═════ Given records

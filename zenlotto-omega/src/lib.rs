pub mod affinity;
pub mod cache;
pub mod classifier;
pub mod combinatorics;
pub mod config;
pub mod display;
pub mod enrichment;
pub mod error;
pub mod evaluation;
pub mod executor;
pub mod frequency;
pub mod optimizer;
pub mod pipeline;
pub mod progress;
pub mod store;
pub mod trajectory;

#[cfg(test)]
mod properties;

pub use error::OmegaError;
use crate::combinatorics::for_each_subset;
use crate::config::{Level, Thresholds};
use crate::frequency::FrequencyTable;

/// Sum of the historical counts of every `level`-subset of `sorted`.
///
/// `sorted` must be ascending; missing subsets contribute 0.
#[inline]
pub fn affinity(sorted: &[u8], table: &FrequencyTable, level: Level) -> u64 {
    let mut total = 0u64;
    for_each_subset(sorted, level.size(), |sub| total += table.count(level, sub) as u64);
    total
}

/// Affinities at all three levels, indexed like [`Level::index`].
pub fn affinities(sorted: &[u8], table: &FrequencyTable) -> [u64; 3] {
    Level::ALL.map(|level| affinity(sorted, table, level))
}

/// Pares first, then tercias, then cuartetos, stopping at the first level
/// below its threshold. `Some` carries all three affinities of an Omega combination.
#[inline]
pub fn screen(sorted: &[u8], table: &FrequencyTable, thresholds: &Thresholds) -> Option<[u64; 3]> {
    let pares = affinity(sorted, table, Level::Pares);
    if pares < thresholds.pares {
        return None;
    }
    let tercias = affinity(sorted, table, Level::Tercias);
    if tercias < thresholds.tercias {
        return None;
    }
    let cuartetos = affinity(sorted, table, Level::Cuartetos);
    if cuartetos < thresholds.cuartetos {
        return None;
    }
    Some([pares, tercias, cuartetos])
}

#[cfg(test)]
mod tests {
    use super::*;
    use crate::config::GameId;
    use crate::frequency::build;
    use crate::frequency::tests::draw;

    #[test]
    fn test_single_draw_self_affinity() {
        let game = GameId::MelateRetro.config();
        let combo = [3, 8, 15, 22, 30, 37];
        let (table, _) = build(&[draw(1, &combo)], game, None);
        assert_eq!(affinity(&combo, &table, Level::Pares), 15);
        assert_eq!(affinity(&combo, &table, Level::Tercias), 20);
        assert_eq!(affinity(&combo, &table, Level::Cuartetos), 15);
    }

    #[test]
    fn test_unseen_combination_is_zero() {
        let game = GameId::MelateRetro.config();
        let (table, _) = build(&[draw(1, &[1, 2, 3, 4, 5, 6])], game, None);
        assert_eq!(affinities(&[10, 11, 12, 13, 14, 15], &table), [0, 0, 0]);
    }

    #[test]
    fn test_partial_overlap() {
        let game = GameId::MelateRetro.config();
        let (table, _) = build(
            &[draw(1, &[1, 2, 3, 4, 5, 6]), draw(2, &[1, 2, 3, 10, 11, 12])],
            game,
            None,
        );
        // shares {1,2,3} with both draws and {4} with the first
        let combo = [1, 2, 3, 4, 20, 21];
        assert_eq!(affinity(&combo, &table, Level::Pares), 3 * 2 + 3);
        assert_eq!(affinity(&combo, &table, Level::Tercias), 2 + 3);
        assert_eq!(affinity(&combo, &table, Level::Cuartetos), 1);
    }

    #[test]
    fn test_screen_conjunction() {
        let game = GameId::Mini.config();
        let (table, _) = build(&[draw(1, &[1, 2, 3]), draw(2, &[1, 2, 4])], game, None);
        assert_eq!(screen(&[1, 2, 3], &table, &Thresholds::new(4, 1, 0)), Some([4, 1, 0]));
        assert_eq!(screen(&[1, 2, 3], &table, &Thresholds::new(5, 0, 0)), None);
        assert_eq!(screen(&[1, 2, 3], &table, &Thresholds::new(0, 2, 0)), None);
        assert_eq!(screen(&[1, 2, 3], &table, &Thresholds::new(0, 0, 1)), None);
    }
}
use std::collections::HashSet;

use serde::Serialize;

use crate::affinity::affinities;
use crate::combinatorics::{for_each_subset, Combo};
use crate::config::{GameConfig, Level, Thresholds};
use crate::error::OmegaError;
use crate::frequency::FrequencyTable;

#[derive(Debug, Clone, Copy, PartialEq, Serialize)]
pub struct Criterion {
    pub level: Level,
    pub score: u64,
    pub threshold: u64,
    pub passes: bool,
}

/// Real-time verdict for one user combination.
#[derive(Debug, Clone, PartialEq, Serialize)]
pub struct Evaluation {
    pub combination: Vec<u8>,
    pub affinities: [u64; 3],
    pub criteria: [Criterion; 3],
    pub is_omega: bool,
    pub omega_score: f64,
    pub has_appeared: bool,
}

/// `n` distinct numbers in `1..=k`, sorted.
pub fn validate_combination(numbers: &[u8], game: &GameConfig) -> Result<Combo, OmegaError> {
    if numbers.len() != game.n {
        return Err(OmegaError::InvalidCombination(format!(
            "se esperan {} números únicos, se recibieron {}",
            game.n,
            numbers.len()
        )));
    }
    if let Some(&bad) = numbers.iter().find(|&&x| x == 0 || x > game.k) {
        return Err(OmegaError::InvalidCombination(format!(
            "número {} fuera de rango (1-{})",
            bad, game.k
        )));
    }
    Combo::new(numbers).ok_or_else(|| {
        OmegaError::InvalidCombination(format!("se esperan {} números únicos", game.n))
    })
}

/// `Σ weight · (affinity − threshold) / max(threshold, 1)` over the three levels.
pub fn omega_score(affinities: &[u64; 3], thresholds: &Thresholds, weights: &[f64; 3]) -> f64 {
    let t = thresholds.as_array();
    (0..3)
        .map(|i| {
            let diff = affinities[i] as f64 - t[i] as f64;
            weights[i] * diff / t[i].max(1) as f64
        })
        .sum()
}

pub fn evaluate_combination(
    numbers: &[u8],
    game: &GameConfig,
    table: &FrequencyTable,
    thresholds: &Thresholds,
    historical: &HashSet<Combo>,
) -> Result<Evaluation, OmegaError> {
    let combo = validate_combination(numbers, game)?;
    let af = affinities(combo.as_slice(), table);
    let criteria = Level::ALL.map(|level| {
        let score = af[level.index()];
        let threshold = thresholds.get(level);
        Criterion {
            level,
            score,
            threshold,
            passes: score >= threshold,
        }
    });
    Ok(Evaluation {
        combination: combo.to_vec(),
        affinities: af,
        criteria,
        is_omega: criteria.iter().all(|c| c.passes),
        omega_score: omega_score(&af, thresholds, &game.score_weights),
        has_appeared: historical.contains(&combo),
    })
}

#[derive(Debug, Clone, PartialEq, Eq, Serialize)]
pub struct SubsequenceFrequency {
    pub numbers: Vec<u8>,
    pub frequency: u32,
}

/// Where a combination's affinity comes from, level by level.
#[derive(Debug, Clone, PartialEq, Serialize)]
pub struct Deconstruction {
    pub combination: Vec<u8>,
    pub totals: [u64; 3],
    /// Per level, every sub-combination, most frequent first.
    pub breakdown: [Vec<SubsequenceFrequency>; 3],
}

pub fn deconstruct_affinity(
    numbers: &[u8],
    game: &GameConfig,
    table: &FrequencyTable,
) -> Result<Deconstruction, OmegaError> {
    if table.is_empty() {
        return Err(OmegaError::MissingFrequencies);
    }
    let combo = validate_combination(numbers, game)?;
    let breakdown = Level::ALL.map(|level| {
        let mut subs = Vec::new();
        for_each_subset(combo.as_slice(), level.size(), |sub| {
            subs.push(SubsequenceFrequency {
                numbers: sub.to_vec(),
                frequency: table.count(level, sub),
            });
        });
        subs.sort_by(|a, b| b.frequency.cmp(&a.frequency).then_with(|| a.numbers.cmp(&b.numbers)));
        subs
    });
    let totals = [0, 1, 2].map(|i| breakdown[i].iter().map(|s| s.frequency as u64).sum());
    Ok(Deconstruction {
        combination: combo.to_vec(),
        totals,
        breakdown,
    })
}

══════════

_What is required:_ What are the lines, exactly as written above, from the line with "Some([pares, tercias, cuartetos])" to the line with "let (table, _) = build(&[draw(1, &combo)], game, None);", both included? Output only those.

_Task response:_
    Some([pares, tercias, cuartetos])
}

#[cfg(test)]
mod tests {
    use super::*;
    use crate::config::GameId;
    use crate::frequency::build;
    use crate::frequency::tests::draw;

    #[test]
    fn test_single_draw_self_affinity() {
        let game = GameId::MelateRetro.config();
        let combo = [3, 8, 15, 22, 30, 37];
        let (table, _) = build(&[draw(1, &combo)], game, None);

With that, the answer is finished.